Quel est ton regard sur la place de la femme en Turquie ? Comment le vis-tu là-bas en tant que femme, qui plus est occidentale ?

Comment je l'ai dit dans la question précédente, il n'y pas une Turquie ni une commune façon de penser. J'ai vécu l'année dernière à Ankara et j'y ai remarqué des comportements bien différents de ce que je vois ici à Izmir. Ici règne une certaine liberté, vestimentaire pour commencer mais aussi dans l'attitude des femmes. Elles se maquillent moins et ne portent que très peu de tissu l'été. A Ankara, cela serait totalement indécent et d'ailleurs inconcevable.

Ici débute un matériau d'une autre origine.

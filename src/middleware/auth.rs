use axum::{extract::FromRequestParts, http::header};
use chrono::{Duration, Utc};
use jsonwebtoken::{DecodingKey, EncodingKey, Header, Validation, decode, encode};
use serde::{Deserialize, Serialize};
use uuid::Uuid;

use crate::{error::AppError, state::AppState};

/// Claims issued by the identity service. `sub` is the user id.
#[derive(Debug, Deserialize, Serialize)]
pub struct Claims {
    pub sub: String,
    pub role: String,
    pub exp: usize,
}

/// The authenticated caller, resolved from the bearer token.
#[derive(Debug, Clone)]
pub struct AuthUser {
    pub user_id: Uuid,
    pub role: String,
}

pub fn decode_token(secret: &str, token: &str) -> Result<AuthUser, AppError> {
    let decoded = decode::<Claims>(
        token,
        &DecodingKey::from_secret(secret.as_bytes()),
        &Validation::default(),
    )
    .map_err(|_| AppError::Unauthorized("Invalid or expired token".into()))?;

    let user_id = Uuid::parse_str(&decoded.claims.sub)
        .map_err(|_| AppError::Unauthorized("Invalid user id in token".into()))?;

    Ok(AuthUser {
        user_id,
        role: decoded.claims.role,
    })
}

/// Sign a token for local development and tests.
pub fn issue_token(secret: &str, user_id: Uuid, role: &str, ttl: Duration) -> anyhow::Result<String> {
    let claims = Claims {
        sub: user_id.to_string(),
        role: role.to_string(),
        exp: (Utc::now() + ttl).timestamp() as usize,
    };
    let token = encode(
        &Header::default(),
        &claims,
        &EncodingKey::from_secret(secret.as_bytes()),
    )?;
    Ok(token)
}

impl FromRequestParts<AppState> for AuthUser {
    type Rejection = AppError;

    async fn from_request_parts(
        parts: &mut axum::http::request::Parts,
        state: &AppState,
    ) -> Result<Self, Self::Rejection> {
        let auth_header = parts
            .headers
            .get(header::AUTHORIZATION)
            .ok_or_else(|| AppError::Unauthorized("Missing Authorization header".into()))?;

        let auth_str = auth_header
            .to_str()
            .map_err(|_| AppError::Unauthorized("Invalid Authorization header".into()))?;

        let token = auth_str
            .strip_prefix("Bearer ")
            .map(str::trim)
            .filter(|t| !t.is_empty())
            .ok_or_else(|| AppError::Unauthorized("Invalid Authorization scheme".into()))?;

        decode_token(&state.config.jwt_secret, token)
    }
}
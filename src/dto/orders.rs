use serde::Serialize;
use utoipa::ToSchema;

use crate::models::{Order, OrderLine};

#[derive(Debug, Serialize, ToSchema)]
pub struct OrderWithItems {
    pub order: Order,
    pub items: Vec<OrderLine>,
}

#[derive(Debug, Serialize, ToSchema)]
pub struct OrderList {
    pub items: Vec<Order>,
}
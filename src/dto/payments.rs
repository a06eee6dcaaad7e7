use serde::{Deserialize, Serialize};
use utoipa::ToSchema;
use uuid::Uuid;

use crate::models::PaymentStatus;

#[derive(Debug, Deserialize, ToSchema)]
pub struct ConfirmPaymentRequest {
    pub order_id: Uuid,
}

#[derive(Debug, Clone, Copy, PartialEq, Eq, Deserialize, ToSchema)]
#[serde(rename_all = "snake_case")]
pub enum PaymentOutcome {
    Confirm,
    Fail,
}

/// Signal from the payment notifier. Delivered at least once, in any order.
#[derive(Debug, Deserialize, ToSchema)]
pub struct PaymentWebhook {
    pub order_id: Uuid,
    pub outcome: PaymentOutcome,
}

#[derive(Debug, Serialize, ToSchema)]
pub struct WebhookAck {
    pub received: bool,
    /// True when the order had already left `pending` and nothing changed.
    pub duplicate: bool,
    pub payment_status: Option<PaymentStatus>,
}
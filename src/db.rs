use std::time::Duration;

use anyhow::Result;
use sea_orm::{DatabaseConnection, SqlxPostgresConnector};
use sqlx::postgres::PgPoolOptions;

use crate::config::AppConfig;

pub type DbPool = sqlx::PgPool;
pub type OrmConn = DatabaseConnection;

/// Create the shared Postgres pool.
pub async fn create_pool(config: &AppConfig) -> Result<DbPool> {
    let pool = PgPoolOptions::new()
        .max_connections(config.db_max_connections)
        .acquire_timeout(Duration::from_secs(config.db_acquire_timeout_secs))
        .connect(&config.database_url)
        .await?;
    Ok(pool)
}

/// Wrap an existing pool in a SeaORM connection so both layers share connections.
pub fn create_orm_conn(pool: &DbPool) -> OrmConn {
    SqlxPostgresConnector::from_sqlx_postgres_pool(pool.clone())
}

/// Apply the SQL files in `migrations/`. Already applied versions are skipped.
pub async fn run_migrations(pool: &DbPool) -> Result<()> {
    sqlx::migrate!("./migrations").run(pool).await?;
    Ok(())
}
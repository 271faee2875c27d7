use crate::error::AssemblyError;
use crate::render::Page;
use serde::{Deserialize, Serialize};

/// An ordered, numbered sequence of pages. Immutable once built.
#[derive(Clone, Deserialize, Serialize, PartialEq, Debug)]
pub struct Document {
    pages: Vec<Page>,
}

impl Document {
    pub fn pages(&self) -> &[Page] {
        &self.pages
    }

    pub fn len(&self) -> usize {
        self.pages.len()
    }

    /// Whether there are no pages. False for any document `finish` returned.
    pub fn is_empty(&self) -> bool {
        self.pages.is_empty()
    }

    /// Page by its 1-based number.
    pub fn page(&self, number: usize) -> Option<&Page> {
        number.checked_sub(1).and_then(|i| self.pages.get(i))
    }
}

/// Append-only page accumulator.
///
/// Pages keep the order they were pushed in. Nothing is validated until
/// [`finish`](Self::finish), which checks every page in a single pass.
#[derive(Default, Debug)]
pub struct DocumentBuilder {
    pages: Vec<Page>,
}

impl DocumentBuilder {
    pub fn new() -> Self {
        Self::default()
    }

    pub fn push(&mut self, page: Page) -> &mut Self {
        self.pages.push(page);
        self
    }

    pub fn extend(&mut self, pages: impl IntoIterator<Item = Page>) -> &mut Self {
        self.pages.extend(pages);
        self
    }

    pub fn len(&self) -> usize {
        self.pages.len()
    }

    pub fn is_empty(&self) -> bool {
        self.pages.is_empty()
    }

    /// Validates and numbers the pages.
    ///
    /// # Errors
    ///
    /// [`AssemblyError::Empty`] when no page was pushed,
    /// [`AssemblyError::BlankPage`] for the first page with no title, image
    /// or table. No document is produced in either case.
    pub fn finish(self) -> Result<Document, AssemblyError> {
        if self.pages.is_empty() {
            return Err(AssemblyError::Empty);
        }
        if let Some(index) = self.pages.iter().position(Page::is_blank) {
            return Err(AssemblyError::BlankPage { index });
        }

        let mut pages = self.pages;
        for (i, page) in pages.iter_mut().enumerate() {
            page.number = Some(i + 1);
        }
        tracing::debug!("Assembled document with {} pages", pages.len());
        Ok(Document { pages })
    }
}

/// Concatenates `pages` in the given order into a document.
pub fn assemble(pages: impl IntoIterator<Item = Page>) -> Result<Document, AssemblyError> {
    let mut builder = DocumentBuilder::new();
    builder.extend(pages);
    builder.finish()
}

#[cfg(test)]
mod tests {
    #![expect(clippy::unwrap_used)]
    use super::*;
    use crate::dataset::{Table, Value};
    use crate::render::{PageRenderer, PageSource, SvgChartBackend};

    fn table_page(title: &str) -> Page {
        let mut table = Table::new(vec!["a".to_owned()]);
        table.push_row(vec![Some(Value::Number(1.0))]);
        PageRenderer::new(&SvgChartBackend)
            .render(PageSource::Table(&table), title, 10)
            .unwrap()
    }

    #[test]
    fn test_assemble_keeps_order_and_numbers() {
        let doc = assemble(["Preview", "Summary", "View"].map(table_page)).unwrap();
        let titles: Vec<&str> = doc.pages().iter().map(|p| p.title.as_str()).collect();
        assert_eq!(titles, ["Preview", "Summary", "View"]);
        let numbers: Vec<Option<usize>> = doc.pages().iter().map(|p| p.number).collect();
        assert_eq!(numbers, [Some(1), Some(2), Some(3)]);
        assert_eq!(doc.page(2).unwrap().title, "Summary");
        assert!(doc.page(0).is_none());
    }

    #[test]
    fn test_assemble_empty_fails() {
        assert_eq!(assemble(Vec::new()).unwrap_err(), AssemblyError::Empty);
    }

    #[test]
    fn test_blank_page_fails_whole_document() {
        let mut blank = table_page("");
        blank.table = None;
        let err = assemble([table_page("ok"), blank]).unwrap_err();
        assert_eq!(err, AssemblyError::BlankPage { index: 1 });
    }

    #[test]
    fn test_builder_is_append_only() {
        let mut builder = DocumentBuilder::new();
        builder.push(table_page("one")).extend([table_page("two")]);
        assert_eq!(builder.len(), 2);
        let doc = builder.finish().unwrap();
        assert_eq!(doc.len(), 2);
        assert!(!doc.is_empty());
    }
}
use super::{ChartKind, ChartSpec, View, resolve};
use crate::dataset::{ColumnKind, Dataset, Table, Value};
use crate::error::DerivationError;
use crate::profiler::DatasetProfile;

/// Rows where both numeric columns are present, in dataset order.
pub fn derive(
    dataset: &Dataset,
    profile: &DatasetProfile,
    x: &str,
    y: &str,
) -> Result<View, DerivationError> {
    let x_col = resolve(dataset, profile, x, &[ColumnKind::Numeric], "numeric")?;
    let y_col = resolve(dataset, profile, y, &[ColumnKind::Numeric], "numeric")?;

    let headers = if x == y {
        vec![x.to_owned(), format!("{y} (y)")]
    } else {
        vec![x.to_owned(), y.to_owned()]
    };
    let mut table = Table::new(headers);
    let mut dropped = 0;

    for (a, b) in x_col.numbers().into_iter().zip(y_col.numbers()) {
        match (a, b) {
            (Some(a), Some(b)) => {
                table.push_row(vec![Some(Value::Number(a)), Some(Value::Number(b))]);
            }
            _ => dropped += 1,
        }
    }

    if table.is_empty() {
        return Err(DerivationError::insufficient(format!(
            "no rows with both '{x}' and '{y}'"
        )));
    }

    Ok(View {
        name: String::new(),
        table,
        chart: Some(ChartSpec::new(
            ChartKind::Scatter,
            format!("{y} vs {x}"),
            x,
            y,
        )),
        dropped_rows: dropped,
    })
}
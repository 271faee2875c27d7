use super::{ChartKind, ChartSpec, View};
use crate::dataset::{ColumnKind, Dataset, Table, Value};
use crate::error::DerivationError;
use crate::profiler::DatasetProfile;
use polars::prelude::Float64Chunked;
use polars::prelude::cov::pearson_corr;

/// Symmetric Pearson matrix over every numeric column.
///
/// The first table column holds the row labels; the remaining columns are
/// named after the numeric columns. Pairs are computed over rows where both
/// values are present. A pair with zero variance or fewer than two complete
/// rows is left missing. The diagonal is always 1.0.
pub fn derive(dataset: &Dataset, profile: &DatasetProfile) -> Result<View, DerivationError> {
    let names = profile.names_of_kind(ColumnKind::Numeric);
    if names.len() < 2 {
        return Err(DerivationError::insufficient("insufficient columns"));
    }

    let series: Vec<Vec<Option<f64>>> = names
        .iter()
        .map(|name| dataset.column(name).map(|c| c.numbers()).unwrap_or_default())
        .collect();

    let n = names.len();
    let mut matrix = vec![vec![None; n]; n];
    for (i, row) in matrix.iter_mut().enumerate() {
        if let Some(cell) = row.get_mut(i) {
            *cell = Some(1.0);
        }
    }
    for i in 0..n {
        for j in (i + 1)..n {
            let (Some(a), Some(b)) = (series.get(i), series.get(j)) else {
                continue;
            };
            let r = pearson(a, b);
            if let Some(cell) = matrix.get_mut(i).and_then(|row| row.get_mut(j)) {
                *cell = r;
            }
            if let Some(cell) = matrix.get_mut(j).and_then(|row| row.get_mut(i)) {
                *cell = r;
            }
        }
    }

    let mut headers = vec!["column".to_owned()];
    headers.extend(names.iter().map(|s| (*s).to_owned()));
    let mut table = Table::new(headers);
    for (name, row) in names.iter().zip(matrix) {
        let mut cells = vec![Some(Value::text(*name))];
        cells.extend(row.into_iter().map(|r| r.map(Value::Number)));
        table.push_row(cells);
    }

    Ok(View {
        name: String::new(),
        table,
        chart: Some(ChartSpec::new(
            ChartKind::Heatmap,
            "Correlation Heatmap",
            "",
            "",
        )),
        dropped_rows: 0,
    })
}

/// Pearson correlation over pairwise-complete observations.
pub fn pearson(a: &[Option<f64>], b: &[Option<f64>]) -> Option<f64> {
    let (xs, ys): (Vec<f64>, Vec<f64>) = a
        .iter()
        .zip(b)
        .filter_map(|(x, y)| Some(((*x)?, (*y)?)))
        .unzip();
    if xs.len() < 2 {
        return None;
    }

    let xs = Float64Chunked::from_vec("x".into(), xs);
    let ys = Float64Chunked::from_vec("y".into(), ys);
    // zero variance comes back as NaN
    pearson_corr(&xs, &ys)
        .filter(|r| r.is_finite())
        .map(|r| r.clamp(-1.0, 1.0))
}

#[cfg(test)]
mod tests {
    use super::*;

    #[test]
    fn test_pearson_perfect() {
        let a = [Some(1.0), Some(2.0), Some(3.0)];
        let b = [Some(2.0), Some(4.0), Some(6.0)];
        let r = pearson(&a, &b).expect("defined");
        assert!((r - 1.0).abs() < 1e-12);

        let c = [Some(3.0), Some(2.0), Some(1.0)];
        let r = pearson(&a, &c).expect("defined");
        assert!((r + 1.0).abs() < 1e-12);
    }

    #[test]
    fn test_pearson_skips_missing_pairs() {
        let a = [Some(1.0), None, Some(2.0), Some(3.0)];
        let b = [Some(1.0), Some(100.0), Some(2.0), Some(3.0)];
        let r = pearson(&a, &b).expect("defined");
        assert!((r - 1.0).abs() < 1e-12);
    }

    #[test]
    fn test_pearson_needs_two_complete_pairs() {
        let a = [Some(1.0), None, Some(3.0)];
        let b = [Some(1.0), Some(2.0), None];
        assert_eq!(pearson(&a, &b), None);
        assert_eq!(pearson(&[], &[]), None);
    }

    #[test]
    fn test_pearson_partial_correlation() {
        // r = 0.8 for this textbook sample
        let a = [1.0, 2.0, 3.0, 4.0, 5.0].map(Some);
        let b = [2.0, 1.0, 4.0, 3.0, 5.0].map(Some);
        let r = pearson(&a, &b).expect("defined");
        assert!((r - 0.8).abs() < 1e-12);
    }

    #[test]
    fn test_pearson_constant_is_undefined() {
        let a = [Some(1.0), Some(1.0), Some(1.0)];
        let b = [Some(1.0), Some(2.0), Some(3.0)];
        assert_eq!(pearson(&a, &b), None);
    }
}
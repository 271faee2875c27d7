use crate::dataset::Table;
use crate::error::RenderError;
use crate::views::ChartSpec;
use serde::{Deserialize, Serialize};

#[derive(Clone, Copy, Deserialize, Serialize, PartialEq, Eq, Debug)]
pub enum ImageFormat {
    Svg,
}

impl ImageFormat {
    pub fn extension(&self) -> &'static str {
        match self {
            Self::Svg => "svg",
        }
    }
}

/// Encoded chart produced by a [`ChartBackend`].
#[derive(Clone, Deserialize, Serialize, PartialEq, Eq, Debug)]
pub struct ChartImage {
    pub format: ImageFormat,
    pub width: u32,
    pub height: u32,
    pub bytes: Vec<u8>,
}

/// Visual settings handed to the backend with every chart.
#[derive(Clone, Deserialize, Serialize, PartialEq, Debug)]
#[serde(default)]
pub struct ChartStyle {
    pub width: u32,
    pub height: u32,
    pub font_family: String,
    pub font_size: u32,
    pub background: String,
    pub palette: Vec<String>,
}

impl Default for ChartStyle {
    fn default() -> Self {
        Self {
            width: 640,
            height: 360,
            font_family: "sans-serif".to_owned(),
            font_size: 12,
            background: "#ffffff".to_owned(),
            palette: [
                "#2563eb", "#d97706", "#059669", "#dc2626", "#7c3aed", "#0891b2", "#db2777",
                "#65a30d", "#4b5563", "#ea580c",
            ]
            .map(str::to_owned)
            .to_vec(),
        }
    }
}

impl ChartStyle {
    /// Palette colour for series `i`, cycling.
    pub fn color(&self, i: usize) -> &str {
        if self.palette.is_empty() {
            return "#2563eb";
        }
        self.palette
            .get(i % self.palette.len())
            .map_or("#2563eb", String::as_str)
    }
}

/// Turns a chart descriptor plus its view's table into an image.
///
/// Implementations must be deterministic: the same inputs give the same
/// bytes.
pub trait ChartBackend {
    fn render_chart(
        &self,
        chart: &ChartSpec,
        table: &Table,
        style: &ChartStyle,
    ) -> Result<ChartImage, RenderError>;
}
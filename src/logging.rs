//! Logging setup for datadeck.
//!
//! Library code only emits `tracing` events: `debug!` per derivation,
//! `info!` per report and export, `warn!` for every view or page that is
//! skipped. Installing a subscriber is left to the host application, which
//! can call [`init`] once at startup:
//!
//! ```no_run
//! datadeck::logging::init()?;
//! tracing::info!("Report service started");
//! # Ok::<(), anyhow::Error>(())
//! ```
//!
//! Events go to the console and to two daily-rotated files in the log
//! directory: `datadeck.<date>.log` with everything the filter lets through,
//! and `error.<date>.log` with warnings and errors only.

use anyhow::{Context as _, Result};
use std::path::{Path, PathBuf};
use tracing_appender::rolling::{RollingFileAppender, Rotation};
use tracing_subscriber::{
    EnvFilter, Layer as _, fmt, layer::SubscriberExt as _, util::SubscriberInitExt as _,
};

const APP_DIR: &str = "datadeck";
const LOG_PREFIX: &str = "datadeck";
const ERROR_PREFIX: &str = "error";
const RETAINED_FILES: usize = 10;

/// Platform data directory plus `datadeck/logs`, created if missing.
pub fn get_log_dir() -> Result<PathBuf> {
    let base_dir = dirs::data_dir().context("Failed to determine data directory")?;
    let log_dir = base_dir.join(APP_DIR).join("logs");
    std::fs::create_dir_all(&log_dir)
        .with_context(|| format!("Failed to create log directory: {}", log_dir.display()))?;
    Ok(log_dir)
}

fn daily_appender(dir: &Path, prefix: &str) -> Result<RollingFileAppender> {
    RollingFileAppender::builder()
        .rotation(Rotation::DAILY)
        .max_log_files(RETAINED_FILES)
        .filename_prefix(prefix)
        .filename_suffix("log")
        .build(dir)
        .with_context(|| format!("Failed to create {prefix} log appender"))
}

/// Installs the global subscriber, logging under [`get_log_dir`].
///
/// # Errors
///
/// Fails if the log directory or the file appenders cannot be created, or if
/// a global subscriber is already set.
pub fn init() -> Result<()> {
    init_in(&get_log_dir()?)
}

/// Like [`init`], but with an explicit log directory.
///
/// The level defaults to `info`; `RUST_LOG` overrides it.
pub fn init_in(log_dir: &Path) -> Result<()> {
    let env_filter = EnvFilter::try_from_default_env()
        .or_else(|_| EnvFilter::try_new("info"))
        .context("Failed to create env filter")?;

    let console = fmt::layer()
        .with_target(true)
        .with_line_number(true)
        .with_file(true)
        .pretty();

    let all_logs = fmt::layer()
        .with_target(true)
        .with_line_number(true)
        .with_ansi(false)
        .with_writer(daily_appender(log_dir, LOG_PREFIX)?);

    let error_logs = fmt::layer()
        .with_target(true)
        .with_line_number(true)
        .with_ansi(false)
        .with_writer(daily_appender(log_dir, ERROR_PREFIX)?)
        .with_filter(EnvFilter::new("warn"));

    tracing_subscriber::registry()
        .with(env_filter)
        .with(console)
        .with(all_logs)
        .with(error_logs)
        .try_init()
        .context("A global tracing subscriber is already installed")?;

    tracing::info!("Logging initialized, log directory: {}", log_dir.display());
    Ok(())
}

/// Today's file for `prefix` inside `log_dir`. The appender rolls over on
/// UTC dates, so the name uses the UTC date too.
fn dated_log_path(log_dir: &Path, prefix: &str) -> PathBuf {
    let today = chrono::Utc::now().format("%Y-%m-%d");
    log_dir.join(format!("{prefix}.{today}.log"))
}

pub fn get_current_log_path() -> Result<PathBuf> {
    Ok(dated_log_path(&get_log_dir()?, LOG_PREFIX))
}

pub fn get_current_error_log_path() -> Result<PathBuf> {
    Ok(dated_log_path(&get_log_dir()?, ERROR_PREFIX))
}
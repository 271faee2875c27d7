//! # datadeck - report assembly for tabular data
//!
//! datadeck takes a tabular dataset and turns it into a paginated report:
//! a set of named views (a derived table plus the chart drawn from it), each
//! laid out on a fixed-size page, concatenated into a document.
//!
//! ## Quick Start
//!
//! ```no_run
//! use datadeck::config::ReportSettings;
//! use datadeck::dataset::load_dataset;
//! use datadeck::document::write_document;
//! use datadeck::profiler::profile;
//! use datadeck::render::SvgChartBackend;
//! use datadeck::session::{ReportRequest, build_report};
//! use std::path::Path;
//!
//! # fn example() -> datadeck::error::Result<()> {
//! datadeck::logging::init()?;
//! let dataset = load_dataset(Path::new("sales.csv"))?;
//! let request = ReportRequest::suggested("Sales", &profile(&dataset));
//! let outcome = build_report(&dataset, &request, &ReportSettings::default(), &SvgChartBackend)?;
//!
//! for failure in &outcome.failures {
//!     tracing::warn!("{failure}");
//! }
//! write_document(&outcome.document, Path::new("sales-report"))?;
//! # Ok(())
//! # }
//! ```
//!
//! ## Core Modules
//!
//! - [`dataset`]: typed, nullable columns; CSV ingestion; kind inference
//! - [`profiler`]: per-column statistics and the summary table
//! - [`views`]: view specs and the derivation of each view kind
//! - [`render`]: chart backends and fixed-layout pages
//!   - [`render::page`]: column widths, row heights, truncation
//! - [`document`]: page assembly and the on-disk writer
//! - [`export`]: CSV, XLSX and SVG export of a single view
//! - [`session`]: named view collections and [`session::build_report`]
//! - [`config`], [`logging`], [`error`], [`utils`]
//!
//! ## Key Concepts
//!
//! ### One table per view
//!
//! A view's chart is always drawn from the view's own table. Exports write
//! that same table. What a reader sees in the chart, the table below it and
//! an exported spreadsheet cannot disagree.
//!
//! ### Failure isolation
//!
//! A view that cannot be derived ([`error::DerivationError`]) or a chart that
//! cannot be encoded ([`error::RenderError`]) is skipped and reported; the
//! rest of the report is still built. Only an empty or blank document fails
//! as a whole ([`error::AssemblyError`]).

#![warn(clippy::all, rust_2018_idioms)]

pub mod config;
pub mod dataset;
pub mod document;
pub mod error;
pub mod export;
pub mod logging;
pub mod profiler;
pub mod render;
pub mod session;
pub mod utils;
pub mod views;
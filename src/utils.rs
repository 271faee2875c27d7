/// Formats a number with at most 4 decimals, trimming trailing zeros.
pub fn format_number(v: f64) -> String {
    if !v.is_finite() {
        return "—".to_owned();
    }
    let s = format!("{v:.4}");
    let s = s.trim_end_matches('0').trim_end_matches('.');
    if s == "-0" { "0".to_owned() } else { s.to_owned() }
}

/// Cuts a string to at most `cap` characters. No ellipsis is added.
pub fn truncate_chars(s: &str, cap: usize) -> String {
    s.chars().take(cap).collect()
}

J'ai aussi observé un certain machisme chez les hommes. Je ne dirais pas chez tous, je n'en ferais pas une généralité, mais je pense qu'il s'agit d'une attitude propre aux pays méditerranéens. Les hommes se doivent de payer au restaurant, les hommes peuvent en venir aux mains si l'un daigne regarder la copine de l'autre etc... Venant de France, je ne comprends pas toujours ce qu'ils ont à prouver, mais j'apprécie d'être invitée à chaque fois que je vais au restaurant!

Je n'ai pas d'autres points de comparaison pour le moment car je n'ai pas encore eu la chance d'aller dans l'Est de la Turquie (et ce n'est pas le meilleur moment vu la situation politique régionale) et même si j'ai beaucoup partagé avec des citoyennes turques, je préfère ne raconter que ce que j'observe!